(Entries taken from a collection)
━━━━━━━━━━━━━━━━
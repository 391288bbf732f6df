use std::{
    cmp::Reverse,
    fs::{self, File},
    io::Write,
    path::{Path, PathBuf},
};

use chrono::{DateTime, NaiveDateTime, Utc};
use lotledger_core::{
    storage::{JournalBackupInfo, JournalStorage},
    CoreError,
};
use lotledger_domain::{Journal, CURRENT_SCHEMA_VERSION};
use tracing::{debug, warn};

const JOURNAL_EXTENSION: &str = "json";
const BACKUP_TIMESTAMP_FORMAT: &str = "%Y%m%d_%H%M";
const TMP_SUFFIX: &str = "tmp";
const DEFAULT_RETENTION: usize = 5;

/// Directories holding journal documents and their backups.
#[derive(Debug, Clone)]
pub struct StoragePaths {
    pub journal_root: PathBuf,
    pub backup_root: PathBuf,
}

/// Filesystem-backed JSON persistence for journals and their backups.
#[derive(Clone)]
pub struct JsonJournalStorage {
    journals_dir: PathBuf,
    backups_dir: PathBuf,
    retention: usize,
}

impl JsonJournalStorage {
    pub fn new(paths: StoragePaths) -> Result<Self, CoreError> {
        Self::with_retention(paths, DEFAULT_RETENTION)
    }

    pub fn with_retention(paths: StoragePaths, retention: usize) -> Result<Self, CoreError> {
        fs::create_dir_all(&paths.journal_root)?;
        fs::create_dir_all(&paths.backup_root)?;
        Ok(Self {
            journals_dir: paths.journal_root,
            backups_dir: paths.backup_root,
            retention: retention.max(1),
        })
    }

    pub fn journal_path(&self, name: &str) -> PathBuf {
        self.journals_dir
            .join(format!("{}.{}", canonical_name(name), JOURNAL_EXTENSION))
    }

    pub fn backup_path(&self, name: &str, backup: &str) -> PathBuf {
        self.backup_dir(name).join(backup)
    }

    pub fn list_journal_metadata(&self) -> Result<Vec<JournalMetadata>, CoreError> {
        let mut entries = Vec::new();
        for slug in self.list_journals()? {
            let journal = self.load_journal(&slug)?;
            entries.push(JournalMetadata {
                path: self.journal_path(&slug),
                slug,
                name: journal.name.clone(),
                created_at: journal.created_at,
                updated_at: journal.updated_at,
                event_count: journal.event_count(),
            });
        }
        entries.sort_by(|a, b| a.name.cmp(&b.name));
        Ok(entries)
    }

    pub fn list_backup_metadata(&self, name: &str) -> Result<Vec<BackupMetadata>, CoreError> {
        let mut rows = Vec::new();
        for entry in self.list_backups(name)? {
            let size_bytes = fs::metadata(&entry.path)
                .map(|meta| meta.len())
                .unwrap_or(0);
            rows.push(BackupMetadata {
                created_at: parse_backup_timestamp(&entry.id),
                name: entry.id,
                size_bytes,
                path: entry.path,
            });
        }
        rows.sort_by_key(|meta| Reverse(meta.created_at));
        Ok(rows)
    }

    pub fn delete_backup(&self, name: &str, backup_id: &str) -> Result<(), CoreError> {
        let path = self.backup_path(name, backup_id);
        if path.exists() {
            fs::remove_file(path)?;
        }
        Ok(())
    }

    fn backup_dir(&self, name: &str) -> PathBuf {
        self.backups_dir.join(canonical_name(name))
    }

    fn write_backup_file(
        &self,
        journal: &Journal,
        name: &str,
        note: Option<&str>,
    ) -> Result<JournalBackupInfo, CoreError> {
        let dir = self.backup_dir(name);
        fs::create_dir_all(&dir)?;
        let timestamp = Utc::now().format(BACKUP_TIMESTAMP_FORMAT).to_string();
        let mut stem = format!("{}_{}", canonical_name(name), timestamp);
        if let Some(label) = sanitize_backup_note(note) {
            stem.push('_');
            stem.push_str(&label);
        }
        let file_name = format!("{}.{}", stem, JOURNAL_EXTENSION);
        let path = dir.join(&file_name);
        write_atomic(&path, &serialize_journal(journal)?)?;
        debug!(path = %path.display(), "journal backup written");
        self.prune_backups(name)?;
        Ok(JournalBackupInfo {
            journal: canonical_name(name),
            id: file_name,
            created_at: timestamp,
            path,
        })
    }

    /// Copies the current on-disk journal aside before it is overwritten.
    fn backup_existing_file(&self, name: &str, path: &Path) -> Result<(), CoreError> {
        if !path.exists() {
            return Ok(());
        }
        let dir = self.backup_dir(name);
        fs::create_dir_all(&dir)?;
        let timestamp = Utc::now().format(BACKUP_TIMESTAMP_FORMAT).to_string();
        let file_name = format!(
            "{}_{}.{}",
            canonical_name(name),
            timestamp,
            JOURNAL_EXTENSION
        );
        fs::copy(path, dir.join(file_name))?;
        self.prune_backups(name)?;
        Ok(())
    }

    fn prune_backups(&self, name: &str) -> Result<(), CoreError> {
        let entries = self.list_backups(name)?;
        for entry in entries.into_iter().skip(self.retention) {
            debug!(backup = %entry.id, "pruning journal backup");
            if let Err(err) = fs::remove_file(&entry.path) {
                warn!(backup = %entry.id, %err, "could not prune journal backup");
            }
        }
        Ok(())
    }
}

impl JournalStorage for JsonJournalStorage {
    fn save_journal(&self, name: &str, journal: &Journal) -> Result<(), CoreError> {
        let path = self.journal_path(name);
        self.backup_existing_file(name, &path)?;
        save_journal_to_path(journal, &path)
    }

    fn load_journal(&self, name: &str) -> Result<Journal, CoreError> {
        let path = self.journal_path(name);
        if !path.exists() {
            return Err(CoreError::Storage(format!(
                "journal `{}` not found",
                canonical_name(name)
            )));
        }
        load_journal_from_path(&path)
    }

    fn list_journals(&self) -> Result<Vec<String>, CoreError> {
        if !self.journals_dir.exists() {
            return Ok(Vec::new());
        }
        let mut names = Vec::new();
        for entry in fs::read_dir(&self.journals_dir)? {
            let path = entry?.path();
            if !path.is_file() {
                continue;
            }
            if path.extension().and_then(|ext| ext.to_str()) != Some(JOURNAL_EXTENSION) {
                continue;
            }
            if let Some(stem) = path.file_stem().and_then(|stem| stem.to_str()) {
                names.push(stem.to_string());
            }
        }
        names.sort();
        Ok(names)
    }

    fn delete_journal(&self, name: &str) -> Result<(), CoreError> {
        let path = self.journal_path(name);
        if path.exists() {
            fs::remove_file(path)?;
        }
        Ok(())
    }

    fn save_journal_to_path(&self, journal: &Journal, path: &Path) -> Result<(), CoreError> {
        if path.starts_with(&self.journals_dir) {
            if let Some(stem) = path.file_stem().and_then(|stem| stem.to_str()) {
                self.backup_existing_file(stem, path)?;
            }
        }
        save_journal_to_path(journal, path)
    }

    fn load_journal_from_path(&self, path: &Path) -> Result<Journal, CoreError> {
        load_journal_from_path(path)
    }

    fn backup_journal(
        &self,
        name: &str,
        journal: &Journal,
        note: Option<&str>,
    ) -> Result<JournalBackupInfo, CoreError> {
        self.write_backup_file(journal, name, note)
    }

    /// Newest first.
    fn list_backups(&self, name: &str) -> Result<Vec<JournalBackupInfo>, CoreError> {
        let dir = self.backup_dir(name);
        if !dir.exists() {
            return Ok(Vec::new());
        }
        let slug = canonical_name(name);
        let mut entries = Vec::new();
        for entry in fs::read_dir(dir)? {
            let path = entry?.path();
            if path.extension().and_then(|ext| ext.to_str()) != Some(JOURNAL_EXTENSION) {
                continue;
            }
            if let Some(file_name) = path.file_name().and_then(|name| name.to_str()) {
                entries.push(JournalBackupInfo {
                    journal: slug.clone(),
                    id: file_name.to_string(),
                    created_at: file_name.to_string(),
                    path: path.clone(),
                });
            }
        }
        entries.sort_by(|a, b| {
            parse_backup_timestamp(&b.id)
                .cmp(&parse_backup_timestamp(&a.id))
                .then_with(|| b.id.cmp(&a.id))
        });
        Ok(entries)
    }

    fn restore_backup(&self, backup: &JournalBackupInfo) -> Result<Journal, CoreError> {
        if !backup.path.exists() {
            return Err(CoreError::Storage(format!(
                "backup `{}` not found",
                backup.id
            )));
        }
        let journal = load_journal_from_path(&backup.path)?;
        let target = self.journal_path(&backup.journal);
        if let Some(parent) = target.parent() {
            fs::create_dir_all(parent)?;
        }
        fs::copy(&backup.path, &target)?;
        Ok(journal)
    }
}

/// Saves a journal to an arbitrary path, writing through a temporary file.
pub fn save_journal_to_path(journal: &Journal, path: &Path) -> Result<(), CoreError> {
    if let Some(parent) = path.parent() {
        fs::create_dir_all(parent)?;
    }
    let tmp = tmp_path(path);
    write_atomic(&tmp, &serialize_journal(journal)?)?;
    fs::rename(&tmp, path)?;
    debug!(path = %path.display(), events = journal.event_count(), "journal saved");
    Ok(())
}

/// Loads a journal from the provided filesystem path.
pub fn load_journal_from_path(path: &Path) -> Result<Journal, CoreError> {
    let data = fs::read_to_string(path)?;
    let journal: Journal =
        serde_json::from_str(&data).map_err(|err| CoreError::Serde(err.to_string()))?;
    if journal.schema_version > CURRENT_SCHEMA_VERSION {
        return Err(CoreError::Storage(format!(
            "journal schema version {} is newer than supported version {}",
            journal.schema_version, CURRENT_SCHEMA_VERSION
        )));
    }
    debug!(path = %path.display(), events = journal.event_count(), "journal loaded");
    Ok(journal)
}

#[derive(Debug, Clone)]
pub struct JournalMetadata {
    pub slug: String,
    pub name: String,
    pub path: PathBuf,
    pub created_at: DateTime<Utc>,
    pub updated_at: DateTime<Utc>,
    pub event_count: usize,
}

#[derive(Debug, Clone)]
pub struct BackupMetadata {
    pub name: String,
    pub created_at: Option<DateTime<Utc>>,
    pub size_bytes: u64,
    pub path: PathBuf,
}

/// Lowercased, filesystem-safe slug for a journal name.
pub fn canonical_name(name: &str) -> String {
    let sanitized: String = name
        .trim()
        .to_lowercase()
        .chars()
        .map(|c| match c {
            'a'..='z' | '0'..='9' => c,
            _ => '_',
        })
        .collect();
    if sanitized.trim_matches('_').is_empty() {
        "journal".into()
    } else {
        sanitized
    }
}

fn sanitize_backup_note(note: Option<&str>) -> Option<String> {
    let raw = note?.trim();
    let mut sanitized = String::new();
    let mut last_dash = false;
    for ch in raw.chars() {
        if ch.is_ascii_alphanumeric() {
            sanitized.push(ch.to_ascii_lowercase());
            last_dash = false;
        } else if (ch.is_whitespace() || matches!(ch, '-' | '.'))
            && !sanitized.is_empty()
            && !last_dash
        {
            sanitized.push('-');
            last_dash = true;
        }
    }
    let trimmed = sanitized.trim_matches('-');
    (!trimmed.is_empty()).then(|| trimmed.to_string())
}

/// Reads the `YYYYMMDD_HHMM` pair embedded in a backup file name.
fn parse_backup_timestamp(name: &str) -> Option<DateTime<Utc>> {
    let trimmed = name.strip_suffix(&format!(".{}", JOURNAL_EXTENSION))?;
    let segments: Vec<&str> = trimmed.split('_').collect();
    segments.windows(2).rev().find_map(|pair| {
        let (date, time) = (pair[0], pair[1]);
        if !is_digits(date, 8) || !is_digits(time, 4) {
            return None;
        }
        NaiveDateTime::parse_from_str(&format!("{date}{time}"), "%Y%m%d%H%M")
            .ok()
            .map(|naive| DateTime::from_naive_utc_and_offset(naive, Utc))
    })
}

fn is_digits(value: &str, len: usize) -> bool {
    value.len() == len && value.chars().all(|c| c.is_ascii_digit())
}

fn tmp_path(path: &Path) -> PathBuf {
    let mut tmp = path.to_path_buf();
    let ext = match path.extension().and_then(|ext| ext.to_str()) {
        Some(existing) => format!("{}.{}", existing, TMP_SUFFIX),
        None => TMP_SUFFIX.to_string(),
    };
    tmp.set_extension(ext);
    tmp
}

fn write_atomic(path: &Path, data: &str) -> Result<(), CoreError> {
    if let Some(parent) = path.parent() {
        fs::create_dir_all(parent)?;
    }
    let mut file = File::create(path)?;
    file.write_all(data.as_bytes())?;
    file.sync_all()?;
    Ok(())
}

fn serialize_journal(journal: &Journal) -> Result<String, CoreError> {
    serde_json::to_string_pretty(journal).map_err(|err| CoreError::Serde(err.to_string()))
}

#[cfg(test)]
mod tests {
    use super::*;

    #[test]
    fn canonical_name_slugifies() {
        assert_eq!(canonical_name("  Gold Coins "), "gold_coins");
        assert_eq!(canonical_name("***"), "journal");
    }

    #[test]
    fn backup_notes_collapse_separators() {
        assert_eq!(
            sanitize_backup_note(Some("Before  year-end.close")),
            Some("before-year-end-close".into())
        );
        assert_eq!(sanitize_backup_note(Some("  !! ")), None);
        assert_eq!(sanitize_backup_note(None), None);
    }

    #[test]
    fn backup_timestamp_survives_notes() {
        let plain = parse_backup_timestamp("gold_20240105_0930.json").unwrap();
        let noted = parse_backup_timestamp("gold_20240105_0930_pre-sale.json").unwrap();
        assert_eq!(plain, noted);
        assert_eq!(plain.format("%Y-%m-%d %H:%M").to_string(), "2024-01-05 09:30");
        assert!(parse_backup_timestamp("gold.json").is_none());
    }
}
━━━━━━━━━━━━━━━━
__PROMPT__
Once you have read the entries above, state how many of their lines include "impl", giving the number alone.

__EXERCISE OUTPUT__
2